Consideration of the origin of hyperactive airway appears central to understanding the origin of
asthma. Subjects with and without asthma differ both in the ease with which airway narrowing is
produced by inhalation of histamine or methacholine and in the ability to demonstrate a maximal
response to these agents. The latter appears, on present evidence, to be due to an added
mechanism in asthma rather than the absence of a potent inhibitory process. Hyperactive
airway is probably acquired during life as a result of airway reactions to various stimuli, although
genetic factors such as atopy are likely to predispose the person to develop
hyperresponsiveness. Environmental stimuli include inhaled allergens, chemical sensitizers,
airway infections, immunization, and ozone. Allergen-induced hyperactive airway occurs in
association with late-phase asthmatic responses. This and ozone-induced hyperresponsiveness
have been demonstrated to be associated with release of chemical mediators and the cellular
phase of inflammation. Their effect does not appear to be accounted for by increase in airway
epithelial permeability, decrease in airway caliber, reflex bronchoconstriction, or ß-adrenoceptor
blockade. The mechanism(s) responsible for the induced hyperresponsiveness are unknown but
may involve airway epithelial damage, edema in and around the airway walls, stimulation of the
noncholinergic excitatory or inhibition of the nonadrenergic inhibitory systems, or a change in
function of airway smooth muscle. Hyperactive airway can be transient or persistent. Transient
increases in responsiveness are almost certainly associated with mediator release and
injlammation. It is not known whether persistent hyperresponsiveness is due to the same
process, fired, for example, by leaky mediator-releasing cells andlor to some persisting change
in neurogenic or smooth muscle function. (Hargreave, 1986)

Hyperactive airway to nonspecific external stimuli is a common feature of asthma and is


responsible for most of the clinical features of this disease (National Asthma Education and
Prevention Program, 2002). Exaggerated airway responses to bronchoconstrictors can also be
detected in a significant proportion of individuals with no history of respiratory diseasesor
complaints of respiratory symptoms (Boulet, 2003). The clinical significance of this phenomenon
is still a matter of debate. Asymptomatic hyperactive could precede the occurrence of asthma
(Laprise, 1997) , perhaps representing a condition of transition from the lack of symptoms to the
asthmatic phenotype. In addition, longitudinal studies have demonstrated that increased airway
responsiveness is associated with an accelerated decline in lung function (Boulet, 2003), not
only in asthmatic subjects but also in individuals with no respiratory symptoms. Therefore, the
assessment of the severity of airway responsiveness could provide valuable information
regarding the natural course of respiratory diseases. It should be emphasised, however, that
this phenomenon has been evaluated mainly among adolescents or young adult individuals,
and little information is available for populations of more advanced age. (Scichilone, 2005)

Hyperactive airway is an almost universal feature of current symptomatic asthma. Its severity
correlates closely with the severity of variable airflow obstruction, which is how asthma is
currently defined. Consideration of its origin therefore appears central to understanding the
origin of asthma. Postulated hypotheses for the origin have included genetic or acquired in
response to exposure to environmental stimuli such as allergens, infection, or pollutants. These
stimuli have been found to cause an inflammatory reaction, and mediators released in the
inflammatory process appear to be related to the increase in responsiveness. The actual
mechanism of the increased responsiveness of the airway smooth muscle remains poorly
understood. Before discussing possible mechanisms, it is necessary to review what is meant by
airway responsiveness and how it is measured. (Hargreave, 1986)

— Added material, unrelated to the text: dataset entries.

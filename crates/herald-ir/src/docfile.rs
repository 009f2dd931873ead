//! Companion documentation files
//!
//! A contract module may ship human-authored descriptions in a sibling
//! `<name>.docs.json` file: one entry per qualified type name with a
//! summary and per-property descriptions. Absence of the file, an
//! entry, or a property description is expected and never an error.

use indexmap::IndexMap;
use serde::{Deserialize, Serialize};

/// Documentation for one type
#[derive(Debug, Clone, Default, PartialEq, Serialize, Deserialize)]
#[serde(rename_all = "camelCase")]
pub struct DocEntry {
    /// Type-level summary
    #[serde(default, skip_serializing_if = "Option::is_none")]
    pub summary: Option<String>,
    /// Property name -> description
    #[serde(default, skip_serializing_if = "IndexMap::is_empty")]
    pub properties: IndexMap<String, String>,
}

/// A parsed companion documentation file
#[derive(Debug, Clone, Default, PartialEq, Serialize, Deserialize)]
#[serde(rename_all = "camelCase")]
pub struct DocFile {
    /// Qualified type name -> documentation
    #[serde(default, skip_serializing_if = "IndexMap::is_empty")]
    pub types: IndexMap<String, DocEntry>,
}

impl DocFile {
    /// Parse from a JSON string
    pub fn from_json(s: &str) -> Result<Self, serde_json::Error> {
        serde_json::from_str(s)
    }

    /// Look up the entry for a qualified type name
    pub fn entry(&self, qualified: &str) -> Option<&DocEntry> {
        self.types.get(qualified)
    }
}

#[cfg(test)]
mod tests {
    use super::*;

    #[test]
    fn test_parse_and_lookup() {
        let json = r#"{
            "types": {
                "Acme.Billing.Contracts.PaymentReceived": {
                    "summary": "Raised when a payment settles.",
                    "properties": { "TenantId": "Owning tenant." }
                }
            }
        }"#;
        let docs = DocFile::from_json(json).unwrap();
        let entry = docs.entry("Acme.Billing.Contracts.PaymentReceived").unwrap();
        assert_eq!(entry.summary.as_deref(), Some("Raised when a payment settles."));
        assert_eq!(
            entry.properties.get("TenantId").map(String::as_str),
            Some("Owning tenant.")
        );
        assert!(docs.entry("Missing").is_none());
    }

    #[test]
    fn test_empty_file_is_valid() {
        let docs = DocFile::from_json("{}").unwrap();
        assert!(docs.types.is_empty());
    }
}
//! Declarative annotations on types, properties and constructor params
//!
//! Annotations are the marker mechanism of the contract IR: an event
//! topic marker, partition-key markers, required/deprecated markers.
//! They are matched by name and read through duck-typed field accessors,
//! never through a concrete marker type, so manifests produced by
//! different contract compilers interoperate.

use indexmap::IndexMap;
use serde::{Deserialize, Serialize};

/// A single annotation field value
#[derive(Debug, Clone, PartialEq, Serialize, Deserialize)]
#[serde(untagged)]
pub enum AnnotationValue {
    /// Boolean field
    Bool(bool),
    /// Integer field
    Int(i64),
    /// String field
    String(String),
}

impl From<bool> for AnnotationValue {
    fn from(v: bool) -> Self {
        AnnotationValue::Bool(v)
    }
}

impl From<i64> for AnnotationValue {
    fn from(v: i64) -> Self {
        AnnotationValue::Int(v)
    }
}

impl From<&str> for AnnotationValue {
    fn from(v: &str) -> Self {
        AnnotationValue::String(v.to_string())
    }
}

impl From<String> for AnnotationValue {
    fn from(v: String) -> Self {
        AnnotationValue::String(v)
    }
}

/// A declarative marker with named fields
#[derive(Debug, Clone, PartialEq, Serialize, Deserialize)]
pub struct Annotation {
    /// Marker name as written in the contract source. May be qualified
    /// and may use either PascalCase or snake_case.
    pub name: String,
    /// Named fields, in declaration order
    #[serde(default, skip_serializing_if = "IndexMap::is_empty")]
    pub fields: IndexMap<String, AnnotationValue>,
}

impl Annotation {
    /// Create an annotation with no fields
    pub fn new(name: impl Into<String>) -> Self {
        Self {
            name: name.into(),
            fields: IndexMap::new(),
        }
    }

    /// Add a field (builder style)
    pub fn with_field(mut self, key: impl Into<String>, value: impl Into<AnnotationValue>) -> Self {
        self.fields.insert(key.into(), value.into());
        self
    }

    /// Whether this annotation matches the given marker name.
    ///
    /// Matching is by simple name: any namespace qualification is
    /// stripped, underscores are ignored and the comparison is
    /// case-insensitive, so `Acme.Messaging.EventTopic`, `EventTopic`
    /// and `event_topic` all match the marker `event_topic`.
    pub fn matches(&self, marker: &str) -> bool {
        let simple = self.name.rsplit('.').next().unwrap_or(&self.name);
        normalize(simple) == normalize(marker)
    }

    /// Read a string field
    pub fn str_field(&self, key: &str) -> Option<&str> {
        match self.fields.get(key) {
            Some(AnnotationValue::String(s)) => Some(s.as_str()),
            _ => None,
        }
    }

    /// Read a boolean field
    pub fn bool_field(&self, key: &str) -> Option<bool> {
        match self.fields.get(key) {
            Some(AnnotationValue::Bool(b)) => Some(*b),
            _ => None,
        }
    }

    /// Read an integer field
    pub fn int_field(&self, key: &str) -> Option<i64> {
        match self.fields.get(key) {
            Some(AnnotationValue::Int(i)) => Some(*i),
            _ => None,
        }
    }
}

fn normalize(s: &str) -> String {
    s.chars()
        .filter(|c| *c != '_')
        .map(|c| c.to_ascii_lowercase())
        .collect()
}

/// Find the first annotation in a slice matching a marker name
pub fn find_marker<'a>(annotations: &'a [Annotation], marker: &str) -> Option<&'a Annotation> {
    annotations.iter().find(|a| a.matches(marker))
}

#[cfg(test)]
mod tests {
    use super::*;

    #[test]
    fn test_matches_by_simple_name() {
        let a = Annotation::new("Acme.Messaging.EventTopic");
        assert!(a.matches("event_topic"));
        assert!(a.matches("EventTopic"));
        assert!(!a.matches("partition_key"));
    }

    #[test]
    fn test_matches_snake_and_pascal() {
        assert!(Annotation::new("partition_key").matches("PartitionKey"));
        assert!(Annotation::new("PartitionKey").matches("partition_key"));
    }

    #[test]
    fn test_duck_typed_fields() {
        let a = Annotation::new("event_topic")
            .with_field("topic", "payments")
            .with_field("internal", false)
            .with_field("order", 2i64);

        assert_eq!(a.str_field("topic"), Some("payments"));
        assert_eq!(a.bool_field("internal"), Some(false));
        assert_eq!(a.int_field("order"), Some(2));
        // Absent or mistyped fields read as None, never panic
        assert_eq!(a.str_field("missing"), None);
        assert_eq!(a.bool_field("topic"), None);
    }

    #[test]
    fn test_find_marker() {
        let anns = vec![
            Annotation::new("required"),
            Annotation::new("partition_key").with_field("order", 0i64),
        ];
        assert!(find_marker(&anns, "PartitionKey").is_some());
        assert!(find_marker(&anns, "deprecated").is_none());
    }
}
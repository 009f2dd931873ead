//! Type references in contract type tables
//!
//! A `TypeRef` describes the type of a property or constructor parameter
//! as it appears on the wire: a scalar, an array, or a named (possibly
//! generic) type resolved later against a module registry.

use serde::{Deserialize, Serialize};
use std::fmt;

/// Scalar (value) types with a well-known wire representation
#[derive(Debug, Clone, Copy, PartialEq, Eq, Hash, Serialize, Deserialize)]
#[serde(rename_all = "camelCase")]
pub enum Scalar {
    /// boolean
    Bool,
    /// 32-bit signed integer
    I32,
    /// 32-bit unsigned integer
    U32,
    /// 64-bit signed integer
    I64,
    /// 64-bit unsigned integer
    U64,
    /// 32-bit float
    F32,
    /// 64-bit float
    F64,
    /// fixed-point decimal (currency)
    Decimal,
    /// UTF-8 text
    String,
    /// unique identifier (uuid/guid)
    Uuid,
    /// date + time instant
    DateTime,
    /// calendar date
    Date,
    /// time span
    Duration,
}

impl Scalar {
    /// Canonical display name
    pub fn name(&self) -> &'static str {
        match self {
            Scalar::Bool => "bool",
            Scalar::I32 => "i32",
            Scalar::U32 => "u32",
            Scalar::I64 => "i64",
            Scalar::U64 => "u64",
            Scalar::F32 => "f32",
            Scalar::F64 => "f64",
            Scalar::Decimal => "decimal",
            Scalar::String => "string",
            Scalar::Uuid => "uuid",
            Scalar::DateTime => "datetime",
            Scalar::Date => "date",
            Scalar::Duration => "duration",
        }
    }

    /// Parse from a simple type name as emitted by contract compilers.
    ///
    /// Accepts the common aliases for each scalar (e.g. `Guid` for
    /// `Uuid`, `Text` for `String`, `Timestamp` for `DateTime`).
    pub fn parse(s: &str) -> Option<Self> {
        match s.to_ascii_lowercase().as_str() {
            "bool" | "boolean" => Some(Scalar::Bool),
            "i32" | "int" | "int32" => Some(Scalar::I32),
            "u32" | "uint" | "uint32" => Some(Scalar::U32),
            "i64" | "long" | "int64" => Some(Scalar::I64),
            "u64" | "ulong" | "uint64" => Some(Scalar::U64),
            "f32" | "float" => Some(Scalar::F32),
            "f64" | "double" => Some(Scalar::F64),
            "decimal" | "money" | "currency" => Some(Scalar::Decimal),
            "string" | "text" => Some(Scalar::String),
            "uuid" | "guid" => Some(Scalar::Uuid),
            "datetime" | "timestamp" | "datetimeoffset" => Some(Scalar::DateTime),
            "date" | "dateonly" => Some(Scalar::Date),
            "duration" | "timespan" => Some(Scalar::Duration),
            _ => None,
        }
    }
}

impl fmt::Display for Scalar {
    fn fmt(&self, f: &mut fmt::Formatter<'_>) -> fmt::Result {
        write!(f, "{}", self.name())
    }
}

/// A reference to a type, as recorded in a module manifest
#[derive(Debug, Clone, PartialEq, Eq, Hash, Serialize, Deserialize)]
#[serde(rename_all = "camelCase")]
pub enum TypeRef {
    /// A scalar value type
    Scalar(Scalar),

    /// An array of an element type
    Array(Box<TypeRef>),

    /// A named type, possibly generic.
    ///
    /// `qualified` is the namespace-qualified name
    /// (`Acme.Billing.Contracts.Money`). Well-known collection shapes
    /// (`List`, `Set`, `Map`, ...) appear here under their simple name
    /// with their element types in `args`.
    Named {
        qualified: String,
        #[serde(default, skip_serializing_if = "Vec::is_empty")]
        args: Vec<TypeRef>,
    },
}

impl TypeRef {
    /// A named type without generic arguments
    pub fn named(qualified: impl Into<String>) -> Self {
        TypeRef::Named {
            qualified: qualified.into(),
            args: vec![],
        }
    }

    /// A generic named type
    pub fn generic(qualified: impl Into<String>, args: Vec<TypeRef>) -> Self {
        TypeRef::Named {
            qualified: qualified.into(),
            args,
        }
    }

    /// An array of the given element type
    pub fn array(element: TypeRef) -> Self {
        TypeRef::Array(Box::new(element))
    }

    /// Simple (unqualified) name of the referenced type
    pub fn simple_name(&self) -> &str {
        match self {
            TypeRef::Scalar(s) => s.name(),
            TypeRef::Array(_) => "array",
            TypeRef::Named { qualified, .. } => {
                qualified.rsplit('.').next().unwrap_or(qualified)
            }
        }
    }

    /// Human-friendly display form (`List<Money>`, `uuid`, `Money[]`)
    pub fn display(&self) -> String {
        match self {
            TypeRef::Scalar(s) => s.name().to_string(),
            TypeRef::Array(el) => format!("{}[]", el.display()),
            TypeRef::Named { qualified, args } => {
                let name = qualified.rsplit('.').next().unwrap_or(qualified);
                if args.is_empty() {
                    name.to_string()
                } else {
                    let inner: Vec<String> = args.iter().map(|a| a.display()).collect();
                    format!("{}<{}>", name, inner.join(", "))
                }
            }
        }
    }
}

impl fmt::Display for TypeRef {
    fn fmt(&self, f: &mut fmt::Formatter<'_>) -> fmt::Result {
        write!(f, "{}", self.display())
    }
}
//! herald-ir: contract module type tables for the herald doc generator
//!
//! Compiled contract modules emit a machine-readable type table at build
//! time (`<name>.module.json`). This crate defines that interchange
//! format: type declarations with their annotations, properties and
//! primary-constructor parameters, plus the companion documentation file
//! format (`<name>.docs.json`).
//!
//! The generator side (herald-docgen) loads these manifests into isolated
//! per-module registries and never compares types across modules by
//! identity - all cross-module matching is by qualified-name string.

pub mod annotation;
pub mod decl;
pub mod docfile;
pub mod manifest;
pub mod types;

pub use annotation::{Annotation, AnnotationValue};
pub use decl::{CtorParam, PropertyDecl, TypeDecl, TypeDeclKind};
pub use docfile::{DocEntry, DocFile};
pub use manifest::{ManifestError, ModuleManifest};
pub use types::{Scalar, TypeRef};

/// File suffix for module type-table manifests
pub const MANIFEST_SUFFIX: &str = ".module.json";

/// File suffix for companion documentation files
pub const DOCS_SUFFIX: &str = ".docs.json";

One of the most important aspects of the mucosal immune system in clinical medicine is its role
in the development of obstructive airway disease. Although the mucosal immune system is
undoubtedly crucial to the survival of humans, certain illnesses are probably a result of an
inability to regulate selected components of the immune response occurring at mucosal sites,
particularly in the airway. In contrast to recurrent bacterial pneumonia and repeated infections of
the sinuses and middle ear cavities, which occur in individuals with immunologic deficits
expressed at mucosal sites, wheezing and hyperactive airway induced by viral infections occur
in individuals who are unable to regulate certain immune pathways but are otherwise
immunologically intact. (Garofalo, 2005)

Neural changes underlying hyperresponsiveness could include changes in 1) afferent (sensory)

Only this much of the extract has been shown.